= Indian Cabins =

Unincorporated community in Alberta, Canada

Indian Cabins is an unincorporated community in far northern Alberta in Mackenzie County, located on Highway 35 and the Hay River, 150 km north of High Level, and 15 km south of the Northwest Territories-Alberta border. It is the northernmost community in Alberta. In 2023, Indian Cabins had to evacuate due to a wildfire close to the region.

== Gas station ==
Most people stopped here for gas at the Indian Cabins Trading Post, however, in early 2019, its tanks were no longer certified, resulting in the closure of the gas station. With the closure of the Enterprise gas station a few weeks before, there was a 335 km gap in gas stations on the Mackenzie Highway. However, a fuel system was introduced sometime in winter 2020 back to the Indian Cabins Trading Post.
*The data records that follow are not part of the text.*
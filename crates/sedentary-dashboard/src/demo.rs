//! Simulated wearer
//!
//! Produces the same text frames a real device stream would: raw samples
//! from a random sequence of still, fidgeting and moving phases are run
//! through the device classifier and serialized. Occasional plain-text
//! diagnostics and fault reports are mixed in so those paths stay exercised.

use chrono::{NaiveTime, Timelike};
use log::{debug, warn};
use rand::Rng;
use rand::rngs::ThreadRng;

use sedentary_core::config::ClassifierConfig;
use sedentary_core::telemetry::{RawDeviceReading, StateClassifier};

/// Chance that a sample is replaced by a diagnostic line
const DIAGNOSTIC_PROBABILITY: f64 = 0.005;

/// Chance that a sample is replaced by a fault report
const FAULT_PROBABILITY: f64 = 0.002;

const DIAGNOSTIC_LINES: [&str; 3] = [
    "MPU6050: recalibrating gyro offsets",
    "PIR: warm-up complete",
    "WiFi RSSI -67 dBm",
];

#[derive(Debug, Clone, Copy, PartialEq, Eq)]
enum Phase {
    Still,
    Fidgeting,
    Moving,
}

impl Phase {
    /// Phase length range in device seconds
    fn duration_range(self) -> std::ops::RangeInclusive<u32> {
        match self {
            Phase::Still => 60..=1_500,
            Phase::Fidgeting => 5..=40,
            Phase::Moving => 10..=90,
        }
    }

    /// Raw acceleration delta range
    fn accel_range(self) -> std::ops::Range<f32> {
        match self {
            Phase::Still => 0.0..0.012,
            Phase::Fidgeting => 0.022..0.038,
            Phase::Moving => 0.045..0.095,
        }
    }
}

pub struct DemoSource {
    rng: ThreadRng,
    classifier: StateClassifier,
    clock: NaiveTime,
    phase: Phase,
    phase_remaining: u32,
}

impl DemoSource {
    /// Start a simulated device whose clock begins at `start`
    pub fn new(config: ClassifierConfig, start: NaiveTime) -> Self {
        Self {
            rng: rand::rng(),
            classifier: StateClassifier::new(config),
            clock: start,
            phase: Phase::Still,
            phase_remaining: Phase::Still.duration_range().start() * 2,
        }
    }

    /// Produce the next frame, advancing the device clock by one second
    /// unless the frame is a diagnostic or fault line
    pub fn next_frame(&mut self) -> Option<String> {
        if self.rng.random_bool(DIAGNOSTIC_PROBABILITY) {
            let line = DIAGNOSTIC_LINES[self.rng.random_range(0..DIAGNOSTIC_LINES.len())];
            return Some(line.to_string());
        }
        if self.rng.random_bool(FAULT_PROBABILITY) {
            return Some(r#"{"error":"sensor fault"}"#.to_string());
        }

        self.advance_phase();
        let raw = RawDeviceReading {
            ts: self.clock.format("%H:%M:%S").to_string(),
            pir: self.pir(),
            acc: self.rng.random_range(self.phase.accel_range()),
        };
        self.clock += chrono::Duration::seconds(1);

        let message = self.classifier.process(&raw);
        match message.to_json() {
            Ok(json) => Some(json),
            Err(e) => {
                warn!("Demo frame failed to serialize: {}", e);
                None
            }
        }
    }

    /// Device-side sedentary timer
    pub fn sedentary_timer(&self) -> u64 {
        self.classifier.sedentary_timer()
    }

    /// Current device time of day
    pub fn device_time(&self) -> (u32, u32, u32) {
        (self.clock.hour(), self.clock.minute(), self.clock.second())
    }

    fn pir(&mut self) -> i32 {
        match self.phase {
            Phase::Moving => i32::from(self.rng.random_bool(0.3)),
            _ => 0,
        }
    }

    fn advance_phase(&mut self) {
        if self.phase_remaining > 0 {
            self.phase_remaining -= 1;
            return;
        }

        self.phase = match self.phase {
            Phase::Still => {
                if self.rng.random_bool(0.5) {
                    Phase::Fidgeting
                } else {
                    Phase::Moving
                }
            }
            Phase::Fidgeting => {
                if self.rng.random_bool(0.6) {
                    Phase::Still
                } else {
                    Phase::Moving
                }
            }
            Phase::Moving => Phase::Still,
        };
        self.phase_remaining = self.rng.random_range(self.phase.duration_range());
        debug!(
            "Demo wearer now {:?} for {}s",
            self.phase, self.phase_remaining
        );
    }
}

#[cfg(test)]
mod tests {
    use super::*;
    use sedentary_core::{ActivityState, TelemetryPipeline, TimeOfDay};

    #[test]
    fn test_frames_feed_the_pipeline() {
        let start = NaiveTime::from_hms_opt(9, 0, 0).unwrap();
        let mut demo = DemoSource::new(ClassifierConfig::default(), start);
        let mut pipeline = TelemetryPipeline::new();
        let mut produced = 0;

        for _ in 0..500 {
            if let Some(frame) = demo.next_frame() {
                pipeline.handle_message(&frame, TimeOfDay::new(9, 0, 0));
                produced += 1;
            }
        }

        assert_eq!(produced, 500);
        // Diagnostics and faults are dropped, so at most every frame applies
        let total = pipeline.store().total_readings();
        assert!(total > 400 && total <= 500);
    }

    #[test]
    fn test_wearer_starts_still() {
        let start = NaiveTime::from_hms_opt(23, 59, 50).unwrap();
        let mut demo = DemoSource::new(ClassifierConfig::default(), start);
        let mut pipeline = TelemetryPipeline::new();

        // The opening still phase lasts at least two minutes
        for _ in 0..60 {
            if let Some(frame) = demo.next_frame() {
                pipeline.handle_message(&frame, TimeOfDay::default());
            }
        }

        assert_eq!(pipeline.store().current_state(), ActivityState::Sedentary);
        assert_eq!(pipeline.store().active_readings(), 0);
        assert!(demo.sedentary_timer() > 0);
        // Clock wraps past midnight
        assert_eq!(demo.device_time().0, 0);
    }
}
Other than the gas station and convenience store, there are a few trailers in the community.

== Geography ==
The land around Indian Cabins is heavily populated with dense northern Boreal Forest and many lakes and ponds. Wood Buffalo National Park, which is Canada's largest national park, is just east of the area.

=== Climate ===
Indian Cabins experiences freezing winters with heavy snow, and hot, sunny summers. Wildfire risk is high during the late spring and through summer due to the dry climate.

== Wildlife ==
Due to the wooded, isolated nature of the community, wildlife such as caribou, moose, wood bison, red fox, beaver, and American black bear are frequently spotted. Rarer sightings include predators such as Canada lynx, mountain lion, grizzly bear, wolverine and grey wolf.

== Outdoor recreation ==
The area in and around Indian Cabins provides numerous outdoor activities, with fishing, canoeing, swimming and hiking being popular in the spring and summer. Pond hockey and ice fishing are also popular due to the numerous frozen lakes and ponds during winter. Northern lights are occasionally sighted at this time.